=== Stored data ===

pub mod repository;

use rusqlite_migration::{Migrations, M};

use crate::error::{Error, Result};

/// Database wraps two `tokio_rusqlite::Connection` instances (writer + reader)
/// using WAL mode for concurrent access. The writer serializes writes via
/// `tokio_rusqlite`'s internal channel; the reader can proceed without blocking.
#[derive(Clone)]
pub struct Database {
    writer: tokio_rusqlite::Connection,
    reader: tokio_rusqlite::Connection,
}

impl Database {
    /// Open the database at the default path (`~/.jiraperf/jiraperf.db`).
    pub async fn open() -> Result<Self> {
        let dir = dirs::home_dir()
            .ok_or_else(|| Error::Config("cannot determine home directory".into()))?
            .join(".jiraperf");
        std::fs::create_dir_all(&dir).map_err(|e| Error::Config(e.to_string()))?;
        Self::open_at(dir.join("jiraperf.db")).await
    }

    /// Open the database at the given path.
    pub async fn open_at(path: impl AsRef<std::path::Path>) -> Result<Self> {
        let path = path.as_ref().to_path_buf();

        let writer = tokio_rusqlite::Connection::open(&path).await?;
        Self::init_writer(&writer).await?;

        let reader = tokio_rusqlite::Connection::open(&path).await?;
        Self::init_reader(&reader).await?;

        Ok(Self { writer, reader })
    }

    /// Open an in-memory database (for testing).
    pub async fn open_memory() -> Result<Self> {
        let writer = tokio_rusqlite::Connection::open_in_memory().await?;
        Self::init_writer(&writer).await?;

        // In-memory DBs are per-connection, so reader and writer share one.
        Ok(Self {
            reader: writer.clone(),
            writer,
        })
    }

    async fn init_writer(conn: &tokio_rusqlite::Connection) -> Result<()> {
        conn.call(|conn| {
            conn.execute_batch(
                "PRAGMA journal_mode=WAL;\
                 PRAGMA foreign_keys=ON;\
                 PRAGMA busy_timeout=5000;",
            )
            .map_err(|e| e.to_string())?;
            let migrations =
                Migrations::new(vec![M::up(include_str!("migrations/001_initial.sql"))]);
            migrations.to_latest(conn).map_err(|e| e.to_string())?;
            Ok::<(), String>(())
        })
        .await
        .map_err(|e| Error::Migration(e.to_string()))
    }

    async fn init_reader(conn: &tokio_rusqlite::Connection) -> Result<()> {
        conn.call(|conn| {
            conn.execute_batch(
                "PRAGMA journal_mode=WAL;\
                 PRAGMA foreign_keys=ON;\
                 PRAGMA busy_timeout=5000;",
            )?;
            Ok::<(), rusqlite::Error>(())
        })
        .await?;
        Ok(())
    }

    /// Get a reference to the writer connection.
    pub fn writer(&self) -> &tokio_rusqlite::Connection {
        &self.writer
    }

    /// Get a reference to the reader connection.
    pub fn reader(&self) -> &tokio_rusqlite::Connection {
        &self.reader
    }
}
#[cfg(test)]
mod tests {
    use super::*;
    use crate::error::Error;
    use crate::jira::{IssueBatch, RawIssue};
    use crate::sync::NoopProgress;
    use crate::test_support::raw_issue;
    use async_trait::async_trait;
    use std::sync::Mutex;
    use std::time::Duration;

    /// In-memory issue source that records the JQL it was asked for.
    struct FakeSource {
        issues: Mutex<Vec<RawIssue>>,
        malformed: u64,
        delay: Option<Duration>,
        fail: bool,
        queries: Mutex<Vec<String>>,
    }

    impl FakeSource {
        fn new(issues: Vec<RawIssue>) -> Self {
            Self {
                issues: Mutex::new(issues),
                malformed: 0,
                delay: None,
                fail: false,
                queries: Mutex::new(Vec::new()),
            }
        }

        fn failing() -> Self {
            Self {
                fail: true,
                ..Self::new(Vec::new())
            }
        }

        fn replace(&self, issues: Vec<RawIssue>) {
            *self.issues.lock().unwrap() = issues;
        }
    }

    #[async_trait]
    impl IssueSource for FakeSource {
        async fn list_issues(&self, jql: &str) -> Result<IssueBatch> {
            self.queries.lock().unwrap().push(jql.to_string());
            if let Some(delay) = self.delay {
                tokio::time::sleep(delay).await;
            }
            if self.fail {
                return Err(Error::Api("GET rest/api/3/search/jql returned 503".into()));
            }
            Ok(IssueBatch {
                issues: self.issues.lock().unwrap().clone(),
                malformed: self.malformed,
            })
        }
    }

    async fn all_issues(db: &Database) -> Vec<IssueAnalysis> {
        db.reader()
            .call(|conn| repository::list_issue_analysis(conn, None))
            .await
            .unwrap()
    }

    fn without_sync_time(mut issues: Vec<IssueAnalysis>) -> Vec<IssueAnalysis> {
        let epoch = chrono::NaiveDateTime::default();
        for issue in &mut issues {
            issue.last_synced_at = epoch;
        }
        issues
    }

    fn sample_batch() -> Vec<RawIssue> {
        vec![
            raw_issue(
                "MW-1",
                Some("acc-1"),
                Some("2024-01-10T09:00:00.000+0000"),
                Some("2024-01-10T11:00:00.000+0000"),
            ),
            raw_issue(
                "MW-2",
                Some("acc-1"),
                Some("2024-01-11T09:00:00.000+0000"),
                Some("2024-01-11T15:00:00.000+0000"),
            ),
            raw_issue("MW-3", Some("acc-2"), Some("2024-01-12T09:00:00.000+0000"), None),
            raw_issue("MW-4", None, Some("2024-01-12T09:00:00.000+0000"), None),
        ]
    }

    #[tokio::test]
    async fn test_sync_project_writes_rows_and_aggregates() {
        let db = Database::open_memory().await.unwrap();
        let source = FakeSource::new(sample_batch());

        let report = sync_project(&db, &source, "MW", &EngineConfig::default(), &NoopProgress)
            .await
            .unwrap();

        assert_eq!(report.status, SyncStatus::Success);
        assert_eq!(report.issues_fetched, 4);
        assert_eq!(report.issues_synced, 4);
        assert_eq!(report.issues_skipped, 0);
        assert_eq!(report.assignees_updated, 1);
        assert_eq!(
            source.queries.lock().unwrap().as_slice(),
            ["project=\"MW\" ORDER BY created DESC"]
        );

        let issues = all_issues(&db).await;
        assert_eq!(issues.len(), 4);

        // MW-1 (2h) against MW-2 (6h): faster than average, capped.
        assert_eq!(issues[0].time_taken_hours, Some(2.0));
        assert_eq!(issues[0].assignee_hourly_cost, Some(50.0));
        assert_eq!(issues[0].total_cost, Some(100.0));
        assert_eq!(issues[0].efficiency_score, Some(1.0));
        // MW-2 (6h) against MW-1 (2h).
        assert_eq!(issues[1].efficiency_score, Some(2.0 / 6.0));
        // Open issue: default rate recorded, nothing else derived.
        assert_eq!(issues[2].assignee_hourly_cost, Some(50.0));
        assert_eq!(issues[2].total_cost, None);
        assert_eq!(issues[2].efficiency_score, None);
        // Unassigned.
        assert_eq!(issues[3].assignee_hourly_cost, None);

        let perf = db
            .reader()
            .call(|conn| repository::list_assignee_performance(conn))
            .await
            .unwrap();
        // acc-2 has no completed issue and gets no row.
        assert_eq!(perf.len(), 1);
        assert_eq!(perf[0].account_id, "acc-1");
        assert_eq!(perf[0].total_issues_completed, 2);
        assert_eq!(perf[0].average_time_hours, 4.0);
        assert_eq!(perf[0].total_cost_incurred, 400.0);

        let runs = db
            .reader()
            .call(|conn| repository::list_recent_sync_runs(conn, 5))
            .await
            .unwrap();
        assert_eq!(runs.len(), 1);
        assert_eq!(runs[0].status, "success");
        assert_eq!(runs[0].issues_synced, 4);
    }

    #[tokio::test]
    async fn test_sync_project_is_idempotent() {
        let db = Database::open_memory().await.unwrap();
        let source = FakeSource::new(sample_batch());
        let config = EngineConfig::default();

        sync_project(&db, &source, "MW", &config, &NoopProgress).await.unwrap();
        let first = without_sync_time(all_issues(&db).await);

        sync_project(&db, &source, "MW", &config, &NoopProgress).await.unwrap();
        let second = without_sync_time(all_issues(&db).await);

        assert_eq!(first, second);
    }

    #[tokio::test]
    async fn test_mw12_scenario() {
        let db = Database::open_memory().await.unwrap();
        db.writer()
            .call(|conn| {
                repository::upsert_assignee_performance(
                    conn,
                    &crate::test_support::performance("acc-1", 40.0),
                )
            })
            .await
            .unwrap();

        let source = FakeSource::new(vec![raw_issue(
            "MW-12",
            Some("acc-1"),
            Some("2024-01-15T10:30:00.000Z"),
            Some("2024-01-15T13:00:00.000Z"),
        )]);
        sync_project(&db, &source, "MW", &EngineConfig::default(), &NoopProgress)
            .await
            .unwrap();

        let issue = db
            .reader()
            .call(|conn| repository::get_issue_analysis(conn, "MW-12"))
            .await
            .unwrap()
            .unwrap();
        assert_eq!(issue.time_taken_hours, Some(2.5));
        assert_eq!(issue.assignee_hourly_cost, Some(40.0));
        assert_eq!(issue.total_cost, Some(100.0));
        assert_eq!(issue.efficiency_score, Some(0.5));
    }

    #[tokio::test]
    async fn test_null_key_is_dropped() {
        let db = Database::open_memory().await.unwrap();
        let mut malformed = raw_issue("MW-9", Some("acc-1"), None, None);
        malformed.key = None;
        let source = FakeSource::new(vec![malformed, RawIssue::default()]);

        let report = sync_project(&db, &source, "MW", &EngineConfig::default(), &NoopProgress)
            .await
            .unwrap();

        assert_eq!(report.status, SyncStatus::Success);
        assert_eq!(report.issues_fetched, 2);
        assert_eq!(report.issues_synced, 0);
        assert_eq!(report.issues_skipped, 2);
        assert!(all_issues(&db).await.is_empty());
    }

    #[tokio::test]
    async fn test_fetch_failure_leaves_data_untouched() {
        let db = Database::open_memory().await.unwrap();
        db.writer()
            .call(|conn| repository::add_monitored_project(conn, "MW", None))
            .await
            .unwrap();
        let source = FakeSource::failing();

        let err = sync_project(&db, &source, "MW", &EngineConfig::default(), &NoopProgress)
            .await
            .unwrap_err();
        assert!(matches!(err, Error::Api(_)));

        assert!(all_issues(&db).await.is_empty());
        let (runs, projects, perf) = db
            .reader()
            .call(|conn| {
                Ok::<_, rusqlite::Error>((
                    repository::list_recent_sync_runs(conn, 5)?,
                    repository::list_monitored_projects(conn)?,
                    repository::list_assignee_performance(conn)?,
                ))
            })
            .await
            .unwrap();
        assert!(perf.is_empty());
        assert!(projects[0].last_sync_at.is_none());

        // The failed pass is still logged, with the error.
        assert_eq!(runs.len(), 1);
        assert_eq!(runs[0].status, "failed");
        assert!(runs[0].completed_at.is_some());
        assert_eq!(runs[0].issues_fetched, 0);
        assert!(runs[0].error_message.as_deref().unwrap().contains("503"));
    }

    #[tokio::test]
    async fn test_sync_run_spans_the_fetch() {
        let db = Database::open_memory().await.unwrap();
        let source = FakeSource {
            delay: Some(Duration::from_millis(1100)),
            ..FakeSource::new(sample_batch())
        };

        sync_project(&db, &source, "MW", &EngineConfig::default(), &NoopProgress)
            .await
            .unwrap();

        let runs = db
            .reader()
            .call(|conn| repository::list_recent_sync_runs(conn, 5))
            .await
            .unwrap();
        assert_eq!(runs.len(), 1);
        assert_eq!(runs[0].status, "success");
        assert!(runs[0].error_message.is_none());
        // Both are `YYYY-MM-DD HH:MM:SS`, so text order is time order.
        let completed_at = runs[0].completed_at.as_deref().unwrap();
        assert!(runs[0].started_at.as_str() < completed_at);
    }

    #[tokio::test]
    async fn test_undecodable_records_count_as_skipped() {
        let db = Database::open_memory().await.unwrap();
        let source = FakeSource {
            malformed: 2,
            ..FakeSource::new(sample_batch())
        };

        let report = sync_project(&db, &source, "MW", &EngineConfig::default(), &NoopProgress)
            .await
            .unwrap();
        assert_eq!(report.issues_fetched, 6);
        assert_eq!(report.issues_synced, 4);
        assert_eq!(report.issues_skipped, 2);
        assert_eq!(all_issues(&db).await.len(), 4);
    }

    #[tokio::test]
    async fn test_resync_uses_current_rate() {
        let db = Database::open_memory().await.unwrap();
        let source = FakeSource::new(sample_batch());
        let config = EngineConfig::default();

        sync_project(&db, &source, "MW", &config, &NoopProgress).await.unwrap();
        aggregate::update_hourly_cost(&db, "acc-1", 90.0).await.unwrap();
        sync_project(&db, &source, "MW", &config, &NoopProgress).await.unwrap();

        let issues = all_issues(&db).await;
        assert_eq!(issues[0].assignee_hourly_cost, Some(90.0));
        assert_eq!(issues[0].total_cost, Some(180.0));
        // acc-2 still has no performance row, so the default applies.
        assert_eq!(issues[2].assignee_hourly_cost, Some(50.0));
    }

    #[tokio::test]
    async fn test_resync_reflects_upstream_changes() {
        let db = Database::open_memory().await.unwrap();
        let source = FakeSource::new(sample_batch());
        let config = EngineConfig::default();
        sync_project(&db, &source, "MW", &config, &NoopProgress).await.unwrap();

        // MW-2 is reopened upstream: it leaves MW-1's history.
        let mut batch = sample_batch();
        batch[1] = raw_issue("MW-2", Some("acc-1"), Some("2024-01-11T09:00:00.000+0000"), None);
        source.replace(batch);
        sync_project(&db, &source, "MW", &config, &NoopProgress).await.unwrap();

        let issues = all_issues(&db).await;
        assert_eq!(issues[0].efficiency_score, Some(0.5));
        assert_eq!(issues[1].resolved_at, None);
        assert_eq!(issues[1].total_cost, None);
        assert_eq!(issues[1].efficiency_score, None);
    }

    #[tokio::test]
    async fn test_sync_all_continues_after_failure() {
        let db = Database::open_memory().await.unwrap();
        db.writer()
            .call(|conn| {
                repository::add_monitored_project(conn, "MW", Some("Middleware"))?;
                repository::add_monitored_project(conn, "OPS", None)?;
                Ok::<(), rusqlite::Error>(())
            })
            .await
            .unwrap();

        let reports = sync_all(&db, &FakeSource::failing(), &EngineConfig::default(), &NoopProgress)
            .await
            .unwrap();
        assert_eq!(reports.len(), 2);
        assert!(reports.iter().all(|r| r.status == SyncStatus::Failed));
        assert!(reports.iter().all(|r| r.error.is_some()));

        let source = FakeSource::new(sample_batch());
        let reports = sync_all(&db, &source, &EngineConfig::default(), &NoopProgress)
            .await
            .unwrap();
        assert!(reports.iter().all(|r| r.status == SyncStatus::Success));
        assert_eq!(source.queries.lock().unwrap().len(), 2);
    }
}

===

Give back every line from the beginning of the records through the line holding "pub async fn open_memory()", exactly as it reads, and leave out the rest.

pub mod repository;

use rusqlite_migration::{Migrations, M};

use crate::error::{Error, Result};

/// Database wraps two `tokio_rusqlite::Connection` instances (writer + reader)
/// using WAL mode for concurrent access. The writer serializes writes via
/// `tokio_rusqlite`'s internal channel; the reader can proceed without blocking.
#[derive(Clone)]
pub struct Database {
    writer: tokio_rusqlite::Connection,
    reader: tokio_rusqlite::Connection,
}

impl Database {
    /// Open the database at the default path (`~/.jiraperf/jiraperf.db`).
    pub async fn open() -> Result<Self> {
        let dir = dirs::home_dir()
            .ok_or_else(|| Error::Config("cannot determine home directory".into()))?
            .join(".jiraperf");
        std::fs::create_dir_all(&dir).map_err(|e| Error::Config(e.to_string()))?;
        Self::open_at(dir.join("jiraperf.db")).await
    }

    /// Open the database at the given path.
    pub async fn open_at(path: impl AsRef<std::path::Path>) -> Result<Self> {
        let path = path.as_ref().to_path_buf();

        let writer = tokio_rusqlite::Connection::open(&path).await?;
        Self::init_writer(&writer).await?;

        let reader = tokio_rusqlite::Connection::open(&path).await?;
        Self::init_reader(&reader).await?;

        Ok(Self { writer, reader })
    }

    /// Open an in-memory database (for testing).
    pub async fn open_memory() -> Result<Self> {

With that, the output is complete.